What do we mean when we say that India lives in villages? If we mean our ancient heritage, rigid caste system, slow and uneventful life away from the madding crowd, yes. If it is superstition, ignorance, illiteracy, poverty, yes too; India lives in villages. If it is about scientific and technological innovations, industrial growth and comfortable living, no, India does not live in villages. Ask any doctor to go and set up their practice in a rural setting. Even if you offer him attractive incentives and generous compensation, he will say no. Tell a teacher to go and work in a village school. He will tell you a hundred excuses, all seemingly real and reasonable, even a student on vacation feels like a square peg in a round hole. He longs to get out at the least real and reasonable opportunity.

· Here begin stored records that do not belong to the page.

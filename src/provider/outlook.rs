//! Microsoft Graph change-notification subscription client.
//!
//! Graph mailbox subscriptions are capped at roughly three days, so the
//! reconciler renews them via PATCH well before expiry. The account's
//! routing key rides in `clientState` and comes back verbatim on every
//! notification.

use async_trait::async_trait;
use chrono::{DateTime, Duration, Utc};
use serde::Deserialize;

use super::{
    classify_response, routing_key, send_with_retry, ProviderError, RetryPolicy,
    SubscriptionClient,
};
use crate::config::OutlookConfig;
use crate::types::{CreatedSubscription, MailAccount, Provider};

const GRAPH_API_BASE: &str = "https://graph.microsoft.com/v1.0";
const CHANGE_TYPE: &str = "created,updated";
const WATCH_RESOURCE: &str = "me/mailFolders('inbox')/messages";

#[derive(Debug, Deserialize)]
#[serde(rename_all = "camelCase")]
struct GraphSubscription {
    id: String,
    #[serde(default)]
    expiration_date_time: Option<String>,
}

pub struct OutlookSubscriptionClient {
    http: reqwest::Client,
    notification_url: String,
    ttl: Duration,
    retry: RetryPolicy,
}

impl OutlookSubscriptionClient {
    pub fn new(http: reqwest::Client, config: &OutlookConfig) -> Self {
        Self {
            http,
            notification_url: config.notification_url.clone(),
            ttl: Duration::hours(config.subscription_ttl_hours.max(1)),
            retry: RetryPolicy::default(),
        }
    }

    fn next_expiry(&self) -> DateTime<Utc> {
        Utc::now() + self.ttl
    }

    fn parse_expiry(raw: Option<&str>, fallback: DateTime<Utc>) -> DateTime<Utc> {
        raw.and_then(|value| DateTime::parse_from_rfc3339(value).ok())
            .map(|dt| dt.with_timezone(&Utc))
            .unwrap_or(fallback)
    }
}

#[async_trait]
impl SubscriptionClient for OutlookSubscriptionClient {
    fn provider(&self) -> Provider {
        Provider::Outlook
    }

    fn subscription_ttl(&self) -> Option<Duration> {
        Some(self.ttl)
    }

    async fn create(
        &self,
        account: &MailAccount,
        token: &str,
    ) -> Result<CreatedSubscription, ProviderError> {
        let key = routing_key(account)?;
        let requested_expiry = self.next_expiry();
        let body = serde_json::json!({
            "changeType": CHANGE_TYPE,
            "notificationUrl": self.notification_url,
            "resource": WATCH_RESOURCE,
            "expirationDateTime": requested_expiry.to_rfc3339(),
            "clientState": key,
        });
        let resp = send_with_retry(
            self.http
                .post(format!("{GRAPH_API_BASE}/subscriptions"))
                .bearer_auth(token)
                .json(&body),
            &self.retry,
        )
        .await?;

        let status = resp.status();
        if !status.is_success() {
            let text = resp.text().await.unwrap_or_default();
            return Err(classify_response(status, text));
        }
        let sub: GraphSubscription = resp.json().await?;
        Ok(CreatedSubscription {
            subscription_id: sub.id,
            expiry: Some(Self::parse_expiry(
                sub.expiration_date_time.as_deref(),
                requested_expiry,
            )),
            cursor: None,
        })
    }

    async fn renew(&self, account: &MailAccount, token: &str) -> Result<bool, ProviderError> {
        let Some(subscription_id) = account.sync.subscription_id.as_deref() else {
            // Nothing to extend; let the caller fall through to create.
            return Ok(false);
        };

        let body = serde_json::json!({
            "expirationDateTime": self.next_expiry().to_rfc3339(),
        });
        let resp = send_with_retry(
            self.http
                .patch(format!("{GRAPH_API_BASE}/subscriptions/{subscription_id}"))
                .bearer_auth(token)
                .json(&body),
            &self.retry,
        )
        .await?;

        let status = resp.status();
        if status.is_success() {
            return Ok(true);
        }
        if status == reqwest::StatusCode::NOT_FOUND {
            return Ok(false);
        }
        let text = resp.text().await.unwrap_or_default();
        Err(classify_response(status, text))
    }

    async fn delete(&self, account: &MailAccount, token: &str) -> Result<bool, ProviderError> {
        let Some(subscription_id) = account.sync.subscription_id.as_deref() else {
            return Ok(true);
        };

        let resp = send_with_retry(
            self.http
                .delete(format!("{GRAPH_API_BASE}/subscriptions/{subscription_id}"))
                .bearer_auth(token),
            &self.retry,
        )
        .await?;

        let status = resp.status();
        if status.is_success() || status == reqwest::StatusCode::NOT_FOUND {
            return Ok(true);
        }
        let text = resp.text().await.unwrap_or_default();
        Err(classify_response(status, text))
    }

    async fn validate(&self, account: &MailAccount, token: &str) -> Result<bool, ProviderError> {
        let Some(subscription_id) = account.sync.subscription_id.as_deref() else {
            return Ok(false);
        };

        let resp = send_with_retry(
            self.http
                .get(format!("{GRAPH_API_BASE}/subscriptions/{subscription_id}"))
                .bearer_auth(token),
            &self.retry,
        )
        .await?;

        let status = resp.status();
        if status.is_success() {
            return Ok(true);
        }
        if status == reqwest::StatusCode::NOT_FOUND {
            return Ok(false);
        }
        let text = resp.text().await.unwrap_or_default();
        Err(classify_response(status, text))
    }
}
//! Shared domain types for mail accounts and their subscription sync state.

use chrono::{DateTime, Utc};
use serde::{Deserialize, Serialize};

/// Push-notification provider backing a mail account.
#[derive(Debug, Clone, Copy, PartialEq, Eq, Hash, Serialize, Deserialize)]
#[serde(rename_all = "lowercase")]
pub enum Provider {
    Gmail,
    Outlook,
}

impl Provider {
    pub fn as_str(&self) -> &'static str {
        match self {
            Provider::Gmail => "gmail",
            Provider::Outlook => "outlook",
        }
    }

    /// Parse the stored column value. Unknown values are rejected rather
    /// than defaulted; a row with a bad provider must never be routed.
    pub fn parse(value: &str) -> Option<Provider> {
        match value {
            "gmail" => Some(Provider::Gmail),
            "outlook" => Some(Provider::Outlook),
            _ => None,
        }
    }
}

impl std::fmt::Display for Provider {
    fn fmt(&self, f: &mut std::fmt::Formatter<'_>) -> std::fmt::Result {
        f.write_str(self.as_str())
    }
}

/// OAuth credential bundle for one account. Token fields hold ciphertext;
/// decryption is the credential resolver's job.
#[derive(Debug, Clone, Default, Serialize, Deserialize)]
#[serde(rename_all = "camelCase")]
pub struct CredentialBundle {
    pub access_token: Option<String>,
    pub refresh_token: Option<String>,
    /// When the access token lapses. `None` means unknown and is treated as
    /// already expired so the resolver always refreshes.
    pub token_expiry: Option<DateTime<Utc>>,
}

impl CredentialBundle {
    /// Whether the bundle can possibly yield a bearer token.
    pub fn usable(&self) -> bool {
        self.access_token.is_some() || self.refresh_token.is_some()
    }
}

/// Subscription sync state, owned exclusively by the reconciler and the
/// notification router. All other services treat it as opaque.
#[derive(Debug, Clone, Default, Serialize, Deserialize)]
#[serde(rename_all = "camelCase")]
pub struct SyncState {
    /// Remote-assigned identifier: Gmail topic name / Graph subscription id.
    pub subscription_id: Option<String>,
    /// Derived routing key registered with the provider as topic suffix or
    /// clientState. Written once at first creation, stable afterwards.
    pub routing_key: Option<String>,
    /// When the remote subscription lapses. Absent for Gmail-style topics.
    pub expiry: Option<DateTime<Utc>>,
    /// True only while a subscription is believed live.
    pub watching: bool,
    /// Last time the subscription/endpoint was confirmed reachable.
    pub last_validated: Option<DateTime<Utc>>,
    /// Gmail incremental-sync cursor (last processed historyId).
    pub history_id: Option<String>,
    /// When the current subscription was first registered. Tie-breaker for
    /// routing-key collision repair (first registered keeps the simple key).
    pub watch_started_at: Option<DateTime<Utc>>,
    /// Reconcile ticks that have failed in a row for this account.
    pub consecutive_failures: u32,
    pub last_error: Option<String>,
    pub last_error_at: Option<DateTime<Utc>>,
}

/// A mail account as the lifecycle manager sees it.
#[derive(Debug, Clone, Serialize, Deserialize)]
#[serde(rename_all = "camelCase")]
pub struct MailAccount {
    pub id: String,
    pub email: String,
    pub provider: Provider,
    /// Inactive accounts must never hold a live subscription.
    pub active: bool,
    /// Stable nonce minted at account creation; input to the hashed
    /// routing-key fallback so regeneration stays deterministic.
    pub identity_nonce: String,
    pub credentials: CredentialBundle,
    pub sync: SyncState,
    pub created_at: DateTime<Utc>,
    pub updated_at: DateTime<Utc>,
}

impl MailAccount {
    pub fn has_credential(&self) -> bool {
        self.credentials.usable()
    }
}

/// A newly created remote subscription, normalized across providers.
#[derive(Debug, Clone, PartialEq, Eq)]
pub struct CreatedSubscription {
    pub subscription_id: String,
    /// `None` for Gmail-style infinite-renewal topics.
    pub expiry: Option<DateTime<Utc>>,
    /// Initial sync cursor, when the provider hands one back at creation.
    pub cursor: Option<String>,
}

/// What the reconciler did (or decided not to do) for one account.
#[derive(Debug, Clone, Copy, PartialEq, Eq, Serialize)]
#[serde(rename_all = "lowercase")]
pub enum AccountAction {
    /// Healthy, nothing due this tick.
    Unchanged,
    Created,
    Renewed,
    /// Renewal reported the subscription gone; a fresh one was registered.
    Recreated,
    Validated,
    Cleaned,
}

/// Aggregate counters for one reconcile tick. Logged, and returned by the
/// administrative trigger endpoints.
#[derive(Debug, Clone, Copy, Default, Serialize)]
#[serde(rename_all = "camelCase")]
pub struct TickSummary {
    pub examined: usize,
    pub created: usize,
    pub renewed: usize,
    pub recreated: usize,
    pub validated: usize,
    pub cleaned: usize,
    pub failed: usize,
    /// True when the tick was skipped because the previous run is still
    /// in flight.
    pub skipped: bool,
}

/// Aggregate counters for one deep-cleanup sweep.
#[derive(Debug, Clone, Copy, Default, Serialize)]
#[serde(rename_all = "camelCase")]
pub struct SweepSummary {
    pub orphans_cleaned: usize,
    pub collisions_repaired: usize,
    pub failed: usize,
    pub skipped: bool,
}

#[cfg(test)]
mod tests {
    use super::*;

    #[test]
    fn provider_roundtrip() {
        assert_eq!(Provider::parse("gmail"), Some(Provider::Gmail));
        assert_eq!(Provider::parse("outlook"), Some(Provider::Outlook));
        assert_eq!(Provider::parse("imap"), None);
        assert_eq!(Provider::Gmail.as_str(), "gmail");
    }

    #[test]
    fn provider_serde_lowercase() {
        let json = serde_json::to_string(&Provider::Outlook).unwrap();
        assert_eq!(json, "\"outlook\"");
        let back: Provider = serde_json::from_str("\"gmail\"").unwrap();
        assert_eq!(back, Provider::Gmail);
    }

    #[test]
    fn credential_bundle_usable() {
        let mut bundle = CredentialBundle::default();
        assert!(!bundle.usable());
        bundle.refresh_token = Some("enc:r".to_string());
        assert!(bundle.usable());
    }
}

Even a student on vacation feels like a square peg in a round hole. He longs to get out at the slightest opportunity that occurs to him. But we discussed loudly and at length about the serene atmosphere, scenic beauty, and quiet life uncontaminated by modern, materialistic civilization that the countryside presents. We are all praise for the hospitable nature, love and kindness, simplicity and sincerity of the villager. We cherish your God-fearing nature, your qualities that have sustained you through the centuries and preserved our glorious cultural heritage. We know that he lives without a grumble on the brink of semi-famine but that he works tirelessly to satisfy the hunger of others. If all this is not mere talk, why have we not done something to improve his lot and wipe away his tears?

Wherever he is, in a city or a village, the essential needs of man are the same. Hunger and thirst, fear and hope, pain and pleasure are universal, even animals share these feelings.

The first necessity after the meal is, wherever you are, a roof over your head, a roof that can protect you from the sun and the rain. We do not know how the landless poor, the jobless artisans, the potters, the shoemakers and the weavers, live in their thatched mud houses which will collapse year after year when the rains or floods come. His counterpart in the city does not live in better conditions, but at least during the days of incessant rains, he has somewhere safe to hide, a school or a university building. If you’re lucky, you might get an allowance from the slum clearance board. But there is no housing board or slum development plan to help the poor villager erect a solid roof over his head.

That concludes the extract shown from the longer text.